The numbers exceed the budgeted operational projections, according to a release. The authority currently has more than $45 million in reserves.
“Convention centers commonly operate at a deficit so the fact that our operating revenues exceeded expenses in our second year is a true testament to how incredibly well not only the MCC has performed this year, but the entire convention market in Nashville,” Charles Starks, MCC president and CEO, said in the release. “Our team has done an incredible job these first two years of operation, and we are excited to see what the future holds.”
The Convention Center Authority also announced it spent 48.18 percent during fiscal year 2015 with minority, women-owned and small businesses. Additionally, the Music City Center’s contractors, LMG and Centerplate, spent a combined $1.6 million with DBE firms.
The SoBro-based Music City Center opened in 2013.
The Metro Parks Department is finalizing construction contracts related to its Fort Nashborough Interpretive Center to overlook the Cumberland River on downtown’s west bank.
Chris Koster, the department’s special projects manager, said the project was to have been part of a previously planned downtown floodwall effort. With the floodwall scrapped, Metro still plans to use Skanska USA as the general contractor.
The budget for the replica stockade project is being projected at $1.4 million, Koster added.
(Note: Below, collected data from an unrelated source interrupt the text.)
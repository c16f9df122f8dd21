//! Version gating for patch layers using semver constraints
//!
//! A layer declares the baseline versions it was written for, like
//! ">=1.21.0, <1.22.0", and is checked against the version stamped on the
//! materialized baseline. Vanilla versions are often two-part ("1.21"), so
//! parsing pads missing components with zero.

use semver::{Version, VersionReq};
use std::fmt;

/// Errors during version checks
#[derive(Debug, Clone)]
pub enum VersionError {
    /// Invalid version string (e.g., "not-a-version")
    InvalidVersion { value: String, source: String },
    /// Invalid version requirement (e.g., ">=bad")
    InvalidRequirement { value: String, source: String },
}

impl fmt::Display for VersionError {
    fn fmt(&self, f: &mut fmt::Formatter<'_>) -> fmt::Result {
        match self {
            VersionError::InvalidVersion { value, source } => {
                write!(f, "invalid version '{}': {}", value, source)
            }
            VersionError::InvalidRequirement { value, source } => {
                write!(f, "invalid version requirement '{}': {}", value, source)
            }
        }
    }
}

impl std::error::Error for VersionError {}

/// Parse a version, accepting `1` and `1.21` as `1.0.0` and `1.21.0`.
pub fn parse_version(version: &str) -> Result<Version, VersionError> {
    let trimmed = version.trim();
    let (core, rest) = match trimmed.find(['-', '+']) {
        Some(idx) => trimmed.split_at(idx),
        None => (trimmed, ""),
    };
    let padded = match core.split('.').count() {
        1 => format!("{core}.0.0{rest}"),
        2 => format!("{core}.0{rest}"),
        _ => trimmed.to_string(),
    };
    Version::parse(&padded).map_err(|e| VersionError::InvalidVersion {
        value: version.to_string(),
        source: e.to_string(),
    })
}

/// Check if a version matches a requirement string
///
/// # Examples
///
/// ```
/// use patchstack::config::version::matches_requirement;
///
/// assert!(matches_requirement("1.21.0", Some(">=1.21.0")).unwrap());
/// assert!(matches_requirement("1.21", Some(">=1.20, <1.22")).unwrap());
/// assert!(!matches_requirement("1.20.4", Some(">=1.21")).unwrap());
///
/// // None requirement means "any baseline"
/// assert!(matches_requirement("1.0.0", None).unwrap());
/// ```
pub fn matches_requirement(
    version: &str,
    requirement: Option<&str>,
) -> Result<bool, VersionError> {
    let Some(req_str) = requirement else {
        return Ok(true);
    };

    let req_str = req_str.trim();
    if req_str.is_empty() {
        return Ok(true);
    }

    let version = parse_version(version)?;

    let req = VersionReq::parse(req_str).map_err(|e| VersionError::InvalidRequirement {
        value: req_str.to_string(),
        source: e.to_string(),
    })?;

    Ok(req.matches(&version))
}
use super::model::{FileState, Hunk, HunkLine, PatchFile};
use thiserror::Error;

#[derive(Error, Debug, Clone, PartialEq, Eq)]
pub enum ParseError {
    #[error("line {line}: {message}")]
    Malformed { line: usize, message: String },

    #[error("patch is not valid UTF-8")]
    NotUtf8,
}

impl ParseError {
    pub(crate) fn at(line: usize, message: impl Into<String>) -> Self {
        ParseError::Malformed {
            line,
            message: message.into(),
        }
    }
}

/// Parse a single-file patch.
pub fn parse(bytes: &[u8]) -> Result<PatchFile, ParseError> {
    let text = std::str::from_utf8(bytes).map_err(|_| ParseError::NotUtf8)?;
    parse_str(text)
}

/// Parse a single-file patch from text.
///
/// Lines before the `---` header become the preamble.
pub fn parse_str(text: &str) -> Result<PatchFile, ParseError> {
    let lines = split_patch_lines(text);
    let Some(start) = lines.iter().position(|line| line.starts_with("--- ")) else {
        return Err(ParseError::at(lines.len().max(1), "missing '---' header"));
    };

    let mut patch = parse_section(&lines[start..], start + 1)?;
    patch.preamble = lines[..start].iter().map(|line| line.to_string()).collect();
    Ok(patch)
}

/// Split on `\n` only; a `\r` before it belongs to the line's content.
pub(crate) fn split_patch_lines(text: &str) -> Vec<&str> {
    text.split_inclusive('\n')
        .map(|line| line.strip_suffix('\n').unwrap_or(line))
        .collect()
}

/// Parse one file section: `---`/`+++` headers followed by hunks.
///
/// `first_line` is the 1-based number of `lines[0]` in the enclosing
/// document, used for error positions.
pub(crate) fn parse_section(lines: &[&str], first_line: usize) -> Result<PatchFile, ParseError> {
    parse_section_until(lines, first_line, |_| false).map(|(patch, _)| patch)
}

/// Like [`parse_section`], but stops at the first line between hunks for
/// which `is_trailer` holds. Also returns how many lines were consumed.
///
/// Trailers are only recognized between hunks, so a body line that happens
/// to look like one is still read as part of its hunk.
pub(crate) fn parse_section_until(
    lines: &[&str],
    first_line: usize,
    is_trailer: impl Fn(&str) -> bool,
) -> Result<(PatchFile, usize), ParseError> {
    let line_no = |idx: usize| first_line + idx;

    let old_header = lines
        .first()
        .and_then(|line| line.strip_prefix("--- "))
        .ok_or_else(|| ParseError::at(line_no(0), "expected '---' header"))?;
    let new_header = lines
        .get(1)
        .and_then(|line| line.strip_prefix("+++ "))
        .ok_or_else(|| ParseError::at(line_no(1), "expected '+++' header"))?;

    let old_path = header_path(old_header, "a/");
    let new_path = header_path(new_header, "b/");
    let (path, state) = match (old_path, new_path) {
        (None, Some(new)) => (new, FileState::Created),
        (Some(old), None) => (old, FileState::Deleted),
        (Some(old), Some(new)) if old == new => (new, FileState::Modified),
        (Some(old), Some(new)) => {
            return Err(ParseError::at(
                line_no(1),
                format!("renames are not supported ({old} -> {new})"),
            ))
        }
        (None, None) => {
            return Err(ParseError::at(
                line_no(1),
                "both headers point at /dev/null",
            ))
        }
    };

    let mut patch = PatchFile::new(path, state);
    let mut idx = 2;
    let mut prev_old_end = 0usize;

    while idx < lines.len() {
        if lines[idx..].iter().all(|line| line.trim().is_empty()) {
            break;
        }
        if is_trailer(lines[idx]) {
            break;
        }

        let header_line = lines[idx];
        let Some(header) = parse_hunk_header(header_line) else {
            if is_body_line(header_line) {
                return Err(ParseError::at(
                    line_no(idx),
                    "hunk body is longer than its header declares",
                ));
            }
            return Err(ParseError::at(
                line_no(idx),
                format!("expected hunk header, found {header_line:?}"),
            ));
        };
        let header_no = line_no(idx);
        idx += 1;

        let mut body: Vec<HunkLine> = Vec::new();
        let (mut old_seen, mut new_seen) = (0usize, 0usize);
        while old_seen < header.old_len || new_seen < header.new_len {
            let Some(&line) = lines.get(idx) else {
                return Err(short_body(header_no, &header, old_seen, new_seen));
            };
            if line.starts_with("@@") {
                return Err(short_body(header_no, &header, old_seen, new_seen));
            }
            idx += 1;
            if line.starts_with('\\') {
                if let Some(last) = body.last_mut() {
                    last.mark_missing_newline();
                }
                continue;
            }

            let parsed = match line.chars().next() {
                None => HunkLine::Context(String::new()),
                Some(' ') => HunkLine::Context(line[1..].to_string()),
                Some('-') => HunkLine::Remove(line[1..].to_string()),
                Some('+') => HunkLine::Add(line[1..].to_string()),
                Some(other) => {
                    return Err(ParseError::at(
                        line_no(idx - 1),
                        format!("invalid hunk line prefix {other:?}"),
                    ))
                }
            };
            if parsed.in_old() {
                old_seen += 1;
            }
            if parsed.in_new() {
                new_seen += 1;
            }
            if old_seen > header.old_len || new_seen > header.new_len {
                return Err(ParseError::at(
                    line_no(idx - 1),
                    format!(
                        "hunk body is longer than its header declares (-{} +{})",
                        header.old_len, header.new_len
                    ),
                ));
            }
            body.push(parsed);
        }
        while lines.get(idx).is_some_and(|line| line.starts_with('\\')) {
            if let Some(last) = body.last_mut() {
                last.mark_missing_newline();
            }
            idx += 1;
        }

        if body.is_empty() {
            return Err(ParseError::at(header_no, "empty hunk"));
        }

        let hunk = Hunk {
            old_start: header.old_start,
            new_start: header.new_start,
            section: header.section,
            lines: body,
        };

        match state {
            FileState::Created if hunk.old_len() > 0 => {
                return Err(ParseError::at(
                    header_no,
                    "created file hunk references original lines",
                ))
            }
            FileState::Deleted if hunk.new_len() > 0 => {
                return Err(ParseError::at(
                    header_no,
                    "deleted file hunk produces new lines",
                ))
            }
            _ => {}
        }

        if hunk.old_index() < prev_old_end {
            return Err(ParseError::at(
                header_no,
                "hunks overlap or are out of order",
            ));
        }
        prev_old_end = hunk.old_index() + hunk.old_len();
        patch.hunks.push(hunk);
    }

    Ok((patch, idx))
}

struct HunkHeader {
    old_start: usize,
    old_len: usize,
    new_start: usize,
    new_len: usize,
    section: Option<String>,
}

fn short_body(header_no: usize, header: &HunkHeader, old_seen: usize, new_seen: usize) -> ParseError {
    ParseError::at(
        header_no,
        format!(
            "hunk body is shorter than its header declares (-{} +{}, found -{} +{})",
            header.old_len, header.new_len, old_seen, new_seen
        ),
    )
}

fn is_body_line(line: &str) -> bool {
    line.starts_with(' ') || line.starts_with('+') || line.starts_with('-')
}

/// `@@ -a[,b] +c[,d] @@[ section]`
fn parse_hunk_header(line: &str) -> Option<HunkHeader> {
    let rest = line.strip_prefix("@@ -")?;
    let (ranges, tail) = rest.split_once(" @@")?;
    let (old, new) = ranges.split_once(" +")?;
    let (old_start, old_len) = parse_range(old)?;
    let (new_start, new_len) = parse_range(new)?;
    let section = match tail.trim_end_matches('\r') {
        "" => None,
        tail => Some(tail.strip_prefix(' ').unwrap_or(tail).to_string()),
    };
    Some(HunkHeader {
        old_start,
        old_len,
        new_start,
        new_len,
        section,
    })
}

fn parse_range(range: &str) -> Option<(usize, usize)> {
    match range.split_once(',') {
        Some((start, len)) => Some((start.parse().ok()?, len.parse().ok()?)),
        None => Some((range.parse().ok()?, 1)),
    }
}

/// Header path with an optional trailing timestamp and `a/`/`b/` prefix removed.
fn header_path(header: &str, prefix: &str) -> Option<String> {
    let path = header.split('\t').next().unwrap_or(header).trim_end();
    if path == "/dev/null" {
        return None;
    }
    Some(path.strip_prefix(prefix).unwrap_or(path).to_string())
}

#[cfg(test)]
mod tests {
    use super::*;

    #[test]
    fn test_parse_modified_file() {
        let text = "--- a/net/Foo.java\n+++ b/net/Foo.java\n@@ -1,3 +1,3 @@ class Foo\n A\n-B\n+B2\n C\n";
        let patch = parse_str(text).unwrap();
        assert_eq!(patch.path, "net/Foo.java");
        assert_eq!(patch.state, FileState::Modified);
        assert_eq!(patch.hunks.len(), 1);
        assert_eq!(patch.hunks[0].section.as_deref(), Some("class Foo"));
        assert_eq!(patch.hunks[0].old_len(), 3);
        assert_eq!(patch.hunks[0].new_len(), 3);
    }

    #[test]
    fn test_parse_created_and_deleted() {
        let created = parse_str("--- /dev/null\n+++ b/New.java\n@@ -0,0 +1,2 @@\n+a\n+b\n").unwrap();
        assert_eq!(created.state, FileState::Created);
        assert_eq!(created.path, "New.java");

        let deleted = parse_str("--- a/Old.java\n+++ /dev/null\n@@ -1 +0,0 @@\n-a\n").unwrap();
        assert_eq!(deleted.state, FileState::Deleted);
        assert_eq!(deleted.hunks[0].old_len(), 1);
    }

    #[test]
    fn test_parse_keeps_preamble() {
        let text = "== AT ==\npublic net.Foo bar\n\n--- a/net/Foo.java\n+++ b/net/Foo.java\n@@ -1 +1 @@\n-x\n+y\n";
        let patch = parse_str(text).unwrap();
        assert_eq!(patch.preamble, vec!["== AT ==", "public net.Foo bar", ""]);
    }

    #[test]
    fn test_short_body_is_malformed() {
        let text = "--- a/F\n+++ b/F\n@@ -1,3 +1,3 @@\n A\n-B\n+B2\n";
        let err = parse_str(text).unwrap_err();
        assert!(matches!(err, ParseError::Malformed { line: 3, .. }), "{err}");
    }

    #[test]
    fn test_long_body_is_malformed() {
        let text = "--- a/F\n+++ b/F\n@@ -1 +1 @@\n-B\n+B2\n C\n";
        let err = parse_str(text).unwrap_err();
        assert!(err.to_string().contains("longer"), "{err}");
    }

    #[test]
    fn test_out_of_order_hunks_are_malformed() {
        let text = "--- a/F\n+++ b/F\n@@ -5 +5 @@\n-x\n+y\n@@ -2 +2 @@\n-a\n+b\n";
        let err = parse_str(text).unwrap_err();
        assert!(err.to_string().contains("out of order"), "{err}");
    }

    #[test]
    fn test_blank_body_line_is_empty_context() {
        let text = "--- a/F\n+++ b/F\n@@ -1,3 +1,3 @@\n a\n\n-b\n+c\n";
        let patch = parse_str(text).unwrap();
        assert_eq!(patch.hunks[0].lines[1], HunkLine::Context(String::new()));
    }

    #[test]
    fn test_no_newline_marker_flags_the_line_before_it() {
        let text = "--- a/F\n+++ b/F\n@@ -1 +1 @@\n-a\n\\ No newline at end of file\n+b\n";
        let patch = parse_str(text).unwrap();
        assert_eq!(patch.hunks[0].lines.len(), 2);
        assert!(patch.hunks[0].lines[0].missing_newline());
        assert!(!patch.hunks[0].lines[1].missing_newline());
        assert_eq!(patch.hunks[0].lines[0].text(), "a\n");
    }

    #[test]
    fn test_carriage_returns_stay_in_body_lines() {
        let text = "--- a/F\r\n+++ b/F\r\n@@ -1 +1 @@\r\n-a\r\n+b\r\n";
        let patch = parse_str(text).unwrap();
        assert_eq!(patch.path, "F");
        assert_eq!(patch.hunks[0].section, None);
        assert_eq!(patch.hunks[0].lines[0], HunkLine::Remove("a\r".to_string()));
    }

    #[test]
    fn test_missing_header() {
        assert!(matches!(
            parse_str("just text\n"),
            Err(ParseError::Malformed { .. })
        ));
        assert_eq!(parse(&[0xff, 0xfe]), Err(ParseError::NotUtf8));
    }
}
Nashville-based Encore Interpretive Design, spearheaded by David Currey, is handling the architectural and historical research work. In addition, the Nashville office of Moody Nolan is assisting with design efforts for the replica building.
“If everything can be finalized in a timely fashion, the very preliminary timeline is for the cabins to begin being assembled on site in early 2016,” Koster said.
Koster said the new log cabins will all be hand hewn and constructed. The previous Fort Nashborough replica was demolished earlier this year.
“The goal is to have the cabin builders on contract soon, and their timeline is to cultivate the logs for the cabins this fall and winter,” he said. “This is best practice for the logs as it is reduces the sap and moisture content build up in the wood which reduces structural and integrity issues over time, since these are specialized building techniques and materials.”
The original Fort Nashborough was established in early 1779. It spanned about two acres and offered up to 20 cabins within its fortified walls.
(Images courtesy of Metro Parks)
Franklin-based developer Boyle Investment Co. is targeting an office building and a Hampton Inn & Suites hotel structure for its mixed-used Berry Farms development, The Tennessean reports.
The 250,000-square-foot Class A office building (pictured here), to be called The Offices at Town Center, will be the 600-acre development’s first structure of its type. Construction could start this fall, according to the morning daily.
A fall groundbreaking also could be on tap for the 123-room Hampton, to be developed by Chartwell Hospitality. That entity recently finished it Hilton Garden Inn in SoBro.